Government's
line on sugary drinks too soft: campaigners
Tuesday
December 12, 2006
By Ruth Berry
Full-sugar
fizzy and energy drinks will be removed from all secondary schools by 2009, after
a voluntary agreement between the Government and two of the biggest beverage companies.
But they intend to continue selling fruit juice and carbonated diet drinks,
several containing caffeine.
This has angered some anti-obesity campaigners
who believe the Government should be taking a harder line.
Health Minister
Pete Hodgson said the agreement, reached with Coca-Cola Amatil and Frucor Beverages
- which sells Just Juice, Myzone, Fresh Up, V and distributes Pepsi here - would
see 1.1 million litres of full sugar beverages removed over the next three years.
The average 330ml can contains about eight teaspoons of sugar.
The
Government believed a "prohibitionist" approach would not work, as a
total ban risked alienating children and turning fizzy drinks into a "forbidden
fruit", he said.
Mr Hodgson thanked the companies for their "leadership"
and said the agreement was a world first.
Yet earlier this year, Mr Hodgson
warned the industry he'd regulate to remove the products if the industry failed
to copy their United States' counterparts, who agreed to a voluntary ban in May.
At the time, Coca-Cola Amatil, which pulled similar products out of New Zealand
primary schools in 2003, said it had no plans to follow suit.
The US deal
was brokered by former President Bill Clinton, but did not involve the Government,
enabling Mr Hodgson to call it a world first.
Coca-Cola Amatil managing
director George Adams said there was "no silver bullet" to obesity,
but the industry wanted to "do its bit".
The decision would
have a multimillion-dollar impact on the company, but he could not give specific
costs.
He hoped the debate would now shift towards areas which had a much
greater impact on obesity, including education about healthy eating and personal
responsibility.
Frucor Beverages chief executive Carl Bergstrom said soft
drinks only accounted for about 2 per cent of the energy intake of children.

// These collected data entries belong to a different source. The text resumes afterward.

//! Curve: the motor note rises, rumble and contact noise grow, and the wheel
//! flanges may squeal against the rail.
//!
//! The flange squeal is a cluster of three inharmonic partials near 1.8, 2.4
//! and 3.1 kHz, pulsing at 4–7 Hz. Its level scales with intensity and never
//! exceeds [`CURVE_SQUEAL_CEILING`].

use super::{CURVE_SQUEAL_CEILING, Part, PartKind, RenderedEvent, bed, finish, layers};
use crate::event::{CURVE_SECS, EventKind};
use crate::rng::Draws;
use crate::{SoundEvent, SynthContext};
use metro_core::{
    LIMIT_THRESHOLD, LayerMix, LfoWaveform, NoiseBand, SweepShape, amplitude_modulate,
    harmonic_sweep, noise, samples_for,
};

const FLANGE_PARTIALS_HZ: [f32; 3] = [1800.0, 2400.0, 3100.0];

/// Render a curve segment.
pub fn render(event: &SoundEvent, ctx: &SynthContext) -> RenderedEvent {
    let sr = ctx.sample_rate;
    let dur = CURVE_SECS.clamp(event.duration_secs);
    let flange_squeal = matches!(
        event.kind,
        EventKind::Curve {
            flange_squeal: true
        }
    );
    let mut draws = Draws::new(event.seed);

    let speed = event.mean_speed_kmh();
    let wear = ctx.wear.effects();
    let fscale = ctx.conditions.frequency_scale();
    let gains = ctx.conditions.motor_gains(&[1.0, 0.4, 0.2]);
    let wobble_phase = draws.uniform(0.0, 1.0);

    let mut bed_mix = LayerMix::new(dur, sr);
    bed_mix
        .add(
            &harmonic_sweep(
                dur,
                sr,
                500.0 * fscale,
                600.0 * fscale,
                SweepShape::Linear,
                &gains,
                0.06,
            ),
            1.0,
        )
        .add(
            &layers::rumble(dur, sr, 0.34, draws.seed()),
            1.0 + wear.bearing_noise,
        )
        .add(
            &noise(dur, sr, NoiseBand::band(900.0, 1500.0), 0.1, draws.seed()),
            ctx.conditions.contact_gain() * (1.0 + wear.roughness),
        );
    let body = amplitude_modulate(
        bed_mix.finish(LIMIT_THRESHOLD),
        draws.uniform(2.5, 3.5),
        0.12 * (1.0 + wear.vibration),
        LfoWaveform::Sine,
        wobble_phase,
    );

    let mut mix = LayerMix::new(dur, sr);
    mix.add(&body, 1.0)
        .add(&layers::rail_joints(dur, sr, speed, 0.16, draws.seed()), 1.0);
    let mut parts = vec![bed(mix.len())];

    let squeal_start = draws.uniform(0.1, 0.2) * dur;
    let squeal_len = dur * 0.95 - squeal_start;
    let pulse_hz = draws.uniform(4.0, 7.0);
    let squeal_seed = draws.seed();
    if flange_squeal {
        let level = (CURVE_SQUEAL_CEILING * event.intensity).min(CURVE_SQUEAL_CEILING);
        let squeal = layers::squeal(
            squeal_len,
            sr,
            &FLANGE_PARTIALS_HZ.map(|f| f * fscale),
            pulse_hz,
            level,
            &mut Draws::new(squeal_seed),
        );
        mix.add_at_secs(&squeal, 1.0, squeal_start);
        parts.push(Part {
            kind: PartKind::FlangeSqueal,
            start: samples_for(squeal_start, sr),
            len: squeal.len(),
        });
    }

    RenderedEvent {
        buffer: finish(mix),
        parts,
    }
}
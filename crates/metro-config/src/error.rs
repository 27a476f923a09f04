//! Configuration errors.

use std::path::PathBuf;
use thiserror::Error;

/// Errors that can occur while loading, saving or validating a configuration.
#[derive(Debug, Error)]
pub enum ConfigError {
    /// The config file exists but could not be read.
    #[error("could not read config '{path}': {source}")]
    ReadFile {
        /// File that was asked for.
        path: PathBuf,
        /// Underlying I/O error.
        #[source]
        source: std::io::Error,
    },

    /// `save` could not write the file.
    #[error("could not write config '{path}': {source}")]
    WriteFile {
        /// Destination file.
        path: PathBuf,
        /// Underlying I/O error.
        #[source]
        source: std::io::Error,
    },

    /// `save` could not create the parent directory.
    #[error("could not create config directory '{path}': {source}")]
    CreateDir {
        /// Directory that was being created.
        path: PathBuf,
        /// Underlying I/O error.
        #[source]
        source: std::io::Error,
    },

    /// Malformed TOML, an unknown key, or a value of the wrong type.
    #[error("config is not valid TOML: {0}")]
    TomlParse(#[from] toml::de::Error),

    /// The config could not be rendered as TOML.
    #[error("could not render config as TOML: {0}")]
    TomlSerialize(#[from] toml::ser::Error),

    /// A field holds a value the simulator cannot use
    #[error("invalid value for '{field}': {reason}")]
    Invalid {
        /// Dotted path of the offending field, e.g. `journey.cruise_window_secs`.
        field: String,
        /// Why the value was rejected.
        reason: String,
    },
}

impl ConfigError {
    /// [`ConfigError::ReadFile`] for `path`.
    pub fn read_file(path: impl Into<PathBuf>, source: std::io::Error) -> Self {
        ConfigError::ReadFile {
            path: path.into(),
            source,
        }
    }

    /// [`ConfigError::WriteFile`] for `path`.
    pub fn write_file(path: impl Into<PathBuf>, source: std::io::Error) -> Self {
        ConfigError::WriteFile {
            path: path.into(),
            source,
        }
    }

    /// [`ConfigError::CreateDir`] for `path`.
    pub fn create_dir(path: impl Into<PathBuf>, source: std::io::Error) -> Self {
        ConfigError::CreateDir {
            path: path.into(),
            source,
        }
    }

    /// [`ConfigError::Invalid`] naming the dotted `field`.
    pub fn invalid(field: impl Into<String>, reason: impl Into<String>) -> Self {
        ConfigError::Invalid {
            field: field.into(),
            reason: reason.into(),
        }
    }
}

#[cfg(test)]
mod tests {
    use super::*;
    use std::error::Error;

    fn not_found() -> std::io::Error {
        std::io::Error::new(std::io::ErrorKind::NotFound, "no such file")
    }

    #[test]
    fn read_error_names_the_path() {
        let err = ConfigError::read_file("/a/config.toml", not_found());
        let msg = err.to_string();
        assert!(msg.contains("could not read config"), "got: {msg}");
        assert!(msg.contains("/a/config.toml"), "got: {msg}");
        assert!(err.source().is_some());
    }

    #[test]
    fn invalid_display_names_the_field() {
        let err = ConfigError::invalid("output.crossfade_ms", "must be between 50 and 150");
        assert_eq!(
            err.to_string(),
            "invalid value for 'output.crossfade_ms': must be between 50 and 150"
        );
        assert!(err.source().is_none());
    }
}
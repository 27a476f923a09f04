//! Door sequence: chimes, air release, door travel, mechanism, seal.
//!
//! Fixed timeline (seconds):
//!
//! ```text
//! 0.00  chime 880 Hz   0.18
//! 0.30  chime 800 Hz   0.18
//! 0.60  chime 720 Hz   0.18
//! 0.78  silence        0.25
//! 1.03  air release    0.50   noise 1.5–6 kHz, exponential decay
//! 1.53  door motor     1.00   sweep 210 → 145 Hz + hiss 3–9 kHz
//! 2.53  mechanism      0.35   noise 150–400 Hz + two latch clicks
//! 2.88  seal           0.40   145 Hz thump + air equalization
//! 3.28  end
//! ```
//!
//! Each sub-segment carries its own short fade, so nothing starts or stops
//! abruptly.

use super::{Part, PartKind, RenderedEvent, finish};
use crate::event::DOOR_SEQUENCE_SECS;
use crate::rng::Draws;
use crate::{SoundEvent, SynthContext};
use metro_core::{
    ClickShape, Envelope, LayerMix, NoiseBand, SampleBuffer, SweepShape, clicks_at, edge_fade,
    envelope_apply, harmonic_stack, harmonic_sweep, noise, samples_for,
};

/// Length of one chime.
pub const CHIME_SECS: f32 = 0.18;
/// Gap between chimes.
pub const CHIME_GAP_SECS: f32 = 0.12;
/// Chime pitches, a falling three-note figure around 800 Hz.
pub const CHIME_HZ: [f32; 3] = [880.0, 800.0, 720.0];

const SILENCE_SECS: f32 = 0.25;
const AIR_RELEASE_SECS: f32 = 0.5;
const MOTOR_SECS: f32 = 1.0;
const MECHANISM_SECS: f32 = 0.35;
const SEAL_SECS: f32 = 0.4;
const SUB_FADE_SECS: f32 = 0.005;

/// Render the door sequence. The event's duration is ignored; the timeline
/// above always spans [`DOOR_SEQUENCE_SECS`].
pub fn render(event: &SoundEvent, ctx: &SynthContext) -> RenderedEvent {
    let sr = ctx.sample_rate;
    let mut draws = Draws::new(event.seed);
    let level = 0.8 + 0.2 * event.intensity;
    let age = ctx.conditions.vehicle_age;

    let mut mix = LayerMix::new(DOOR_SEQUENCE_SECS, sr);
    let mut parts = Vec::with_capacity(8);
    let mut cursor = 0.0f32;

    for (i, &freq) in CHIME_HZ.iter().enumerate() {
        let chime = harmonic_stack(CHIME_SECS, sr, freq, &[1.0, 0.35, 0.12], 0.22);
        let chime = envelope_apply(
            chime,
            &Envelope::AttackDecay {
                attack_secs: SUB_FADE_SECS,
                tau_secs: 0.09,
            },
        );
        let chime = edge_fade(chime, SUB_FADE_SECS);
        place(&mut mix, &mut parts, PartKind::Chime, chime, cursor, level);
        cursor += CHIME_SECS;
        if i + 1 < CHIME_HZ.len() {
            cursor += CHIME_GAP_SECS;
        }
    }

    parts.push(Part {
        kind: PartKind::Silence,
        start: samples_for(cursor, sr),
        len: samples_for(SILENCE_SECS, sr),
    });
    cursor += SILENCE_SECS;

    let air = noise(
        AIR_RELEASE_SECS,
        sr,
        NoiseBand::band(1500.0, 6000.0),
        0.26 * (0.8 + 0.4 * age),
        draws.seed(),
    );
    let air = envelope_apply(
        air,
        &Envelope::AttackDecay {
            attack_secs: 0.004,
            tau_secs: 0.16,
        },
    );
    place(
        &mut mix,
        &mut parts,
        PartKind::AirRelease,
        edge_fade(air, SUB_FADE_SECS),
        cursor,
        level,
    );
    cursor += AIR_RELEASE_SECS;

    let start_hz = draws.uniform(200.0, 220.0);
    let motor = harmonic_sweep(
        MOTOR_SECS,
        sr,
        start_hz,
        145.0,
        SweepShape::Exponential,
        &[1.0, 0.5, 0.3, 0.15],
        0.12,
    );
    let hiss = noise(
        MOTOR_SECS,
        sr,
        NoiseBand::band(3000.0, 9000.0),
        0.05 * (0.8 + 0.4 * age),
        draws.seed(),
    );
    let travel = SampleBuffer::from_fn(motor.len(), sr, |n| motor.samples()[n] + hiss.samples()[n]);
    let travel = envelope_apply(
        travel,
        &Envelope::Fade {
            in_secs: 0.08,
            out_secs: 0.1,
        },
    );
    place(
        &mut mix,
        &mut parts,
        PartKind::DoorMotor,
        travel,
        cursor,
        level,
    );
    cursor += MOTOR_SECS;

    let clunk = noise(MECHANISM_SECS, sr, NoiseBand::band(150.0, 400.0), 0.16, draws.seed());
    let clunk = envelope_apply(
        clunk,
        &Envelope::AttackDecay {
            attack_secs: 0.01,
            tau_secs: 0.12,
        },
    );
    let latches = clicks_at(
        MECHANISM_SECS,
        sr,
        &[0.05, 0.21],
        ClickShape::Impulse { decay_secs: 0.004 },
        0.22,
        draws.seed(),
    );
    let mechanism = SampleBuffer::from_fn(clunk.len(), sr, |n| {
        clunk.samples()[n] + latches.samples()[n]
    });
    let mechanism = edge_fade(mechanism, SUB_FADE_SECS);
    place(
        &mut mix,
        &mut parts,
        PartKind::Mechanism,
        mechanism,
        cursor,
        level,
    );
    cursor += MECHANISM_SECS;

    let thump = harmonic_stack(SEAL_SECS, sr, 145.0, &[1.0, 0.3], 0.25);
    let thump = envelope_apply(
        thump,
        &Envelope::AttackDecay {
            attack_secs: 0.004,
            tau_secs: 0.09,
        },
    );
    let settle = noise(SEAL_SECS, sr, NoiseBand::band(200.0, 1200.0), 0.05, draws.seed());
    let settle = envelope_apply(settle, &Envelope::ExponentialDecay { tau_secs: 0.15 });
    let seal = SampleBuffer::from_fn(thump.len(), sr, |n| thump.samples()[n] + settle.samples()[n]);
    place(
        &mut mix,
        &mut parts,
        PartKind::Seal,
        edge_fade(seal, SUB_FADE_SECS),
        cursor,
        level,
    );

    RenderedEvent {
        buffer: finish(mix),
        parts,
    }
}

fn place(
    mix: &mut LayerMix,
    parts: &mut Vec<Part>,
    kind: PartKind,
    layer: SampleBuffer,
    at_secs: f32,
    gain: f32,
) {
    let start = samples_for(at_secs, mix.sample_rate());
    mix.add_at(&layer, gain, start);
    parts.push(Part {
        kind,
        start,
        len: layer.len(),
    });
}

#[cfg(test)]
mod tests {
    use super::*;
    use crate::Phase;
    use crate::event::EventKind;

    fn door() -> SoundEvent {
        SoundEvent::new(
            Phase::Departure,
            EventKind::DoorSequence,
            DOOR_SEQUENCE_SECS,
            0.8,
            (0.0, 0.0),
            4,
        )
    }

    #[test]
    fn timeline_fills_the_sequence() {
        let out = render(&door(), &SynthContext::default());
        let seal = out.parts_of(PartKind::Seal).next().unwrap();
        assert_eq!(seal.end(), out.buffer.len());
    }

    #[test]
    fn silence_part_is_silent() {
        let out = render(&door(), &SynthContext::default());
        let gap = *out.parts_of(PartKind::Silence).next().unwrap();
        let quiet = &out.buffer.samples()[gap.start..gap.end()];
        assert!(quiet.iter().all(|s| s.abs() < 1e-3));
    }

    #[test]
    fn parts_are_in_time_order() {
        let out = render(&door(), &SynthContext::default());
        assert!(out.parts.windows(2).all(|w| w[0].start <= w[1].start));
    }
}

It was important that children who were not physically active were encouraged
to choose alternative drinks.
Green MP Sue Kedgley said children would
continue to be exposed to "nutritionless, enamel-destroying soft drinks with
addictive and controversial additives in them".
The so-called agreement
was a public relations move, designed to enable the companies to keep selling
their products in school vending machines, she said.
"I am deeply
disappointed that the Health Minister has not followed his British and French
counterparts and required that all soft drinks are removed from schools - not
just sugar-filled ones."
Diet drinks might also contain additives
like aspartame "which has been linked to cancer in animals", she said.
Mr Bergstrom said there was no more caffeine in diet soft drink than there
was in a cup of tea.
He dismissed the aspartame claim, saying it was approved
by the World Health Organisation.
Mr Hodgson said the Government would
next year unveil a set of non-compulsory guidelines informing schools what food
and drinks should or should not be sold.
He said no decisions had been
made on how diet soft drinks and fruit juices should be rated, but water and low-fat
milk would be rated as the beverages of choice.
The Government is thinking
of using a "traffic light" ratings system for the guidelines.
Asked
how Coca-Cola Amatil would feel if its diet drinks got a "red light",
Mr Adams said: "We would be reasonably unhappy."